=== Begin Enclosure ===
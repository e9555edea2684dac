//! Active drag session
//!
//! The mutable values the frame loop reads and writes every frame. Owned by
//! the list and lent to the drag state machine and both auto-scroll engines.
//! The render layer only reads them.

use crate::drag::DragPhase;
use crate::measure::Measurement;

/// Shared per-list drag/scroll state
#[derive(Debug)]
pub struct DragSession<K> {
    pub(crate) phase: DragPhase,
    pub(crate) active_key: Option<K>,
    pub(crate) active_index: Option<usize>,
    pub(crate) spacer_index: Option<usize>,
    /// Gesture displacement along the axis. During the settle animation this
    /// is driven by the spring instead of the finger.
    pub(crate) touch_translate: f32,
    /// Dragged row's measurement at grab time
    pub(crate) active_cell: Measurement,
    /// List scroll offset along the axis
    pub(crate) scroll_offset: f32,
    /// List scroll offset when the drag began
    pub(crate) scroll_offset_at_start: f32,
    /// Outer container scroll offset along the list axis
    pub(crate) outer_scroll_offset: f32,
    /// Outer container scroll offset when the drag began
    pub(crate) outer_scroll_offset_at_start: f32,
    /// Visible viewport extent of the list
    pub(crate) container_size: f32,
    /// Total content extent of the list
    pub(crate) content_size: f32,
    /// Finger/pointer currently down on the list
    pub(crate) touch_active: bool,
    /// Externally disabled
    pub(crate) disabled: bool,
}

impl<K> Default for DragSession<K> {
    fn default() -> Self {
        Self {
            phase: DragPhase::Idle,
            active_key: None,
            active_index: None,
            spacer_index: None,
            touch_translate: 0.0,
            active_cell: Measurement::default(),
            scroll_offset: 0.0,
            scroll_offset_at_start: 0.0,
            outer_scroll_offset: 0.0,
            outer_scroll_offset_at_start: 0.0,
            container_size: 0.0,
            content_size: 0.0,
            touch_active: false,
            disabled: false,
        }
    }
}

impl<K> DragSession<K> {
    pub fn new() -> Self {
        Self::default()
    }

    pub fn phase(&self) -> DragPhase {
        self.phase
    }

    /// Key of the dragged item, None when idle
    pub fn active_key(&self) -> Option<&K> {
        self.active_key.as_ref()
    }

    /// Index of the dragged item at grab time, None when idle
    pub fn active_index(&self) -> Option<usize> {
        self.active_index
    }

    /// Current drop target, None when idle
    pub fn spacer_index(&self) -> Option<usize> {
        self.spacer_index
    }

    pub fn touch_translate(&self) -> f32 {
        self.touch_translate
    }

    pub fn active_cell(&self) -> Measurement {
        self.active_cell
    }

    pub fn scroll_offset(&self) -> f32 {
        self.scroll_offset
    }

    pub fn outer_scroll_offset(&self) -> f32 {
        self.outer_scroll_offset
    }

    pub fn container_size(&self) -> f32 {
        self.container_size
    }

    pub fn content_size(&self) -> f32 {
        self.content_size
    }

    pub fn is_touch_active(&self) -> bool {
        self.touch_active
    }

    pub fn is_disabled(&self) -> bool {
        self.disabled
    }

    /// A drag is in progress (armed, dragging or settling)
    pub fn is_active(&self) -> bool {
        self.active_index.is_some()
    }

    /// The gesture still drives the dragged cell: a drag exists and has not
    /// been released. Independent of `touch_active`, since touch-up and
    /// pan-end may arrive in either order.
    pub fn is_dragging_cell(&self) -> bool {
        self.is_active() && !self.phase.is_frozen()
    }

    /// Scroll travelled by the list and its outer container since the drag
    /// began. Folded into the hover position until release, where it is
    /// baked into `touch_translate`.
    pub fn auto_scroll_distance(&self) -> f32 {
        if !self.is_dragging_cell() {
            return 0.0;
        }
        let inner = self.scroll_offset - self.scroll_offset_at_start;
        let outer = self.outer_scroll_offset - self.outer_scroll_offset_at_start;
        inner + outer
    }

    /// Return every drag field to its idle value. Scroll geometry and the
    /// touch/disabled flags are left alone.
    pub(crate) fn reset(&mut self) {
        self.phase = DragPhase::Idle;
        self.active_key = None;
        self.active_index = None;
        self.spacer_index = None;
        self.touch_translate = 0.0;
        self.active_cell = Measurement::default();
    }
}
// ── Recovery ─────────────────────────────────────────────────────────────

#[test]
fn test_data_reorder_mid_drag_resets_silently() {
    let mut h = Harness::new(4);
    h.grab(1, PointerKind::Touch);
    h.pan_to(1, 60.0);
    h.events();

    h.list.set_data(vec![3, 2, 1, 0]);
    assert!(!h.list.session().is_active());
    assert!(h.list.list_scroll_enabled());

    h.drop_at(1, 60.0);
    h.run_frames(60);
    assert!(drag_ends(&h.events()).is_empty());
    // Outer lock released by the reset
    assert_eq!(h.outer.0.borrow().scroll_enabled.last(), Some(&true));
}

#[test]
fn test_data_reorder_while_settling_resets_silently() {
    let mut h = Harness::new(4);
    h.grab(0, PointerKind::Touch);
    h.pan_to(0, 80.0);
    h.drop_at(0, 80.0);
    h.run_frames(2);

    h.list.set_data(vec![0, 1, 3, 2]);
    h.run_frames(120);
    assert!(drag_ends(&h.events()).is_empty());
    assert!(!h.list.session().is_active());
}

#[test]
fn test_same_keys_do_not_reset() {
    let (mut list, inbox) = DraggableList::builder()
        .data(vec![(1u32, 'a'), (2, 'b')])
        .key_extractor(|item: &(u32, char), _| item.0)
        .build()
        .unwrap();
    list.on_cell_layout(1, 0.0, ROW);
    list.on_cell_layout(2, ROW, ROW);

    assert!(list.drag(&1));
    list.set_data(vec![(1, 'x'), (2, 'y')]);
    assert!(list.is_active(&1));

    list.handle_event(&Event::touch_up(0.0, 0.0, PointerKind::Touch));
    let ends: Vec<_> = inbox
        .drain()
        .filter_map(|e| match e {
            DragListEvent::DragEnd(end) => Some(end),
            _ => None,
        })
        .collect();
    assert_eq!(ends.len(), 1);
    assert_eq!(ends[0].data, vec![(1, 'x'), (2, 'y')]);
}

#[test]
fn test_render_report_does_not_count_as_reorder() {
    let mut h = Harness::new(3);
    h.grab(0, PointerKind::Touch);

    // Row 2 reported at index 0 before the data caught up
    h.list.on_row_rendered(2, 0);
    h.list.set_data(vec![0, 1, 2]);
    assert!(h.list.is_active(&0));
    assert_eq!(h.list.keys(), &[0, 1, 2]);

    h.pan_to(0, 60.0);
    h.drop_at(0, 60.0);
    h.settle();
    let events = h.events();
    let ends = drag_ends(&events);
    assert_eq!(ends.len(), 1);
    assert_eq!((ends[0].from, ends[0].to), (0, 1));
}

#[test]
fn test_disable_mid_drag_abandons_without_commit() {
    let mut h = Harness::new(4);
    h.grab(0, PointerKind::Touch);
    h.pan_to(0, 80.0);

    h.list.set_disabled(true);
    assert!(h.list.is_disabled());
    assert!(!h.list.session().is_active());

    // The rest of the gesture is ignored
    h.pan_to(0, 120.0);
    h.drop_at(0, 120.0);
    h.run_frames(60);
    assert!(drag_ends(&h.events()).is_empty());
    assert!(!h.list.drag(&1));

    h.list.set_disabled(false);
    assert!(h.grab(1, PointerKind::Touch));
}

#[test]
fn test_unknown_key_is_ignored() {
    let mut h = Harness::new(3);
    assert!(!h.list.drag(&42));
    assert!(h.events().is_empty());
}

// ── Auto-scroll ──────────────────────────────────────────────────────────

#[test]
fn test_inner_autoscroll_follows_dragged_item() {
    let mut h = Harness::new(40);
    h.grab(2, PointerKind::Touch);
    // Trailing edge 10px above the viewport bottom
    h.pan_to(2, 340.0);
    h.run_frames(10);

    let scrolls = h.inner.0.borrow().scrolls.clone();
    assert!(!scrolls.is_empty());
    assert!(scrolls.windows(2).all(|w| w[1] > w[0]));
    assert_eq!(h.list.session().scroll_offset(), *scrolls.last().unwrap());
    // The scrolled distance pushes the placeholder further down
    assert!(h.list.session().spacer_index().unwrap() > 9);
}

#[test]
fn test_touch_up_before_pan_end_commits_same_index() {
    fn drag_with_autoscroll(lift_first: bool) -> (usize, usize) {
        let mut h = Harness::new(40);
        h.grab(8, PointerKind::Touch);
        h.pan_to(8, 440.0);
        h.run_frames(6);
        assert!(h.list.session().scroll_offset() > 0.0);

        let y = 8.0 * ROW + ROW / 2.0 + 440.0;
        let up = Event::touch_up(10.0, y, PointerKind::Touch);
        let end = Event::pan(event_types::PAN_END, (0.0, 440.0), (10.0, y), PointerKind::Touch);
        if lift_first {
            h.list.handle_event(&up);
            h.list.handle_event(&end);
        } else {
            h.list.handle_event(&end);
            h.list.handle_event(&up);
        }
        h.settle();

        let events = h.events();
        let ends = drag_ends(&events);
        assert_eq!(ends.len(), 1);
        (ends[0].from, ends[0].to)
    }

    let end_first = drag_with_autoscroll(false);
    let lift_first = drag_with_autoscroll(true);
    assert_eq!(end_first, lift_first);
    // Travel includes the scrolled distance, not just the finger's 440px
    assert!(end_first.1 > 17);
}

#[test]
fn test_inner_autoscroll_respects_top() {
    let mut h = Harness::new(40);
    h.grab(0, PointerKind::Touch);
    h.pan_to(0, -20.0);
    h.run_frames(30);
    assert!(h.inner.0.borrow().scrolls.is_empty());
    assert_eq!(h.list.session().scroll_offset(), 0.0);
}

#[test]
fn test_inner_autoscroll_respects_bottom() {
    let mut h = Harness::new(40);
    h.list.on_scroll(1500.0);
    h.list.on_cell_layout(39, 1950.0, ROW);
    h.list.handle_event(&Event::touch_down(10.0, 475.0, PointerKind::Touch));
    h.list.drag(&39);
    h.list.handle_event(&Event::pan(
        event_types::PAN_BEGIN,
        (0.0, 0.0),
        (10.0, 475.0),
        PointerKind::Touch,
    ));
    h.list.handle_event(&Event::pan(
        event_types::PAN_UPDATE,
        (0.0, 20.0),
        (10.0, 495.0),
        PointerKind::Touch,
    ));
    h.run_frames(30);
    assert!(h.inner.0.borrow().scrolls.is_empty());
    assert_eq!(h.list.session().scroll_offset(), 1500.0);
}

#[test]
fn test_scroll_reports_are_forwarded() {
    let mut h = Harness::new(3);
    h.list.on_scroll(40.0);
    assert_eq!(h.events(), vec![DragListEvent::ScrollOffsetChange(40.0)]);
}

#[test]
fn test_outer_container_locked_during_touch_drag() {
    let mut h = Harness::new(5);
    h.grab(0, PointerKind::Touch);
    assert_eq!(h.outer.0.borrow().scroll_enabled, vec![false]);

    h.list
        .handle_event(&Event::touch_up(10.0, 25.0, PointerKind::Touch));
    assert_eq!(h.outer.0.borrow().scroll_enabled, vec![false, true]);
}

#[test]
fn test_outer_container_not_locked_for_mouse() {
    let mut h = Harness::new(5);
    h.grab(0, PointerKind::Mouse);
    assert!(h.outer.0.borrow().scroll_enabled.is_empty());
}

#[test]
fn test_outer_autoscroll_near_container_edge() {
    let config = DragListConfig::default().drag_item_overflow(true);
    let mut h = Harness::with_config(5, config);
    h.list.on_outer_scroll(0.0);
    h.grab(0, PointerKind::Touch);

    // Pointer 10px above the outer container's bottom edge at 800
    h.list.handle_event(&Event::pan(
        event_types::PAN_UPDATE,
        (0.0, 765.0),
        (10.0, 790.0),
        PointerKind::Touch,
    ));
    h.run_frames(1);
    let scrolls = h.outer.0.borrow().scrolls.clone();
    assert_eq!(scrolls.len(), 1);
    assert!(scrolls[0] > 0.0);

    // The container is already at its end
    h.list.on_outer_scroll(0.0);
    h.run_frames(5);
    assert_eq!(h.outer.0.borrow().scrolls.len(), 1);
}

#[test]
fn test_outer_scroll_moves_placeholder() {
    let mut h = Harness::new(10);
    h.list.on_outer_scroll(0.0);
    h.grab(1, PointerKind::Touch);
    h.pan_to(1, 1.0);
    assert_eq!(h.list.hover_offset(), 51.0);
    assert_eq!(h.list.session().spacer_index(), Some(1));

    // The ancestor scrolled under a stationary finger
    h.list.on_outer_scroll(150.0);
    h.run_frames(2);
    assert_eq!(h.list.session().outer_scroll_offset(), 150.0);
    assert_eq!(h.list.hover_offset(), 201.0);
    assert_eq!(h.list.session().spacer_index(), Some(4));

    h.drop_at(1, 1.0);
    h.settle();
    let events = h.events();
    let ends = drag_ends(&events);
    assert_eq!(ends.len(), 1);
    assert_eq!((ends[0].from, ends[0].to), (1, 4));
}

#[test]
fn test_drop_restores_outer_scroll() {
    let outer = {
        let mut h = Harness::new(3);
        h.grab(0, PointerKind::Touch);
        h.outer.clone()
    };
    assert_eq!(outer.0.borrow().scroll_enabled.last(), Some(&true));
}

// ── Callbacks ────────────────────────────────────────────────────────────

#[test]
fn test_callbacks_receive_drag_end() {
    let mut h = Harness::new(3);
    let ends = Arc::new(Mutex::new(Vec::new()));
    let sink = ends.clone();
    let mut callbacks = DragListCallbacks::new().on_drag_end(move |end: DragEnd<u32>| {
        sink.lock().unwrap().push((end.from, end.to, end.data));
    });

    h.grab(2, PointerKind::Touch);
    h.pan_to(2, -100.0);
    h.drop_at(2, -100.0);
    h.settle();
    callbacks.pump(&h.inbox);

    assert_eq!(*ends.lock().unwrap(), vec![(2, 0, vec![2, 0, 1])]);
}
=== End Enclosure ===
#### [WORK REQUEST]
Leave out every line above except those from the line with "self.active_key = None;" up to and including the line with "by the reset", and copy those exactly.

#### [TASK RESULT]
        self.active_key = None;
        self.active_index = None;
        self.spacer_index = None;
        self.touch_translate = 0.0;
        self.active_cell = Measurement::default();
    }
}
// ── Recovery ─────────────────────────────────────────────────────────────

#[test]
fn test_data_reorder_mid_drag_resets_silently() {
    let mut h = Harness::new(4);
    h.grab(1, PointerKind::Touch);
    h.pan_to(1, 60.0);
    h.events();

    h.list.set_data(vec![3, 2, 1, 0]);
    assert!(!h.list.session().is_active());
    assert!(h.list.list_scroll_enabled());

    h.drop_at(1, 60.0);
    h.run_frames(60);
    assert!(drag_ends(&h.events()).is_empty());
    // Outer lock released by the reset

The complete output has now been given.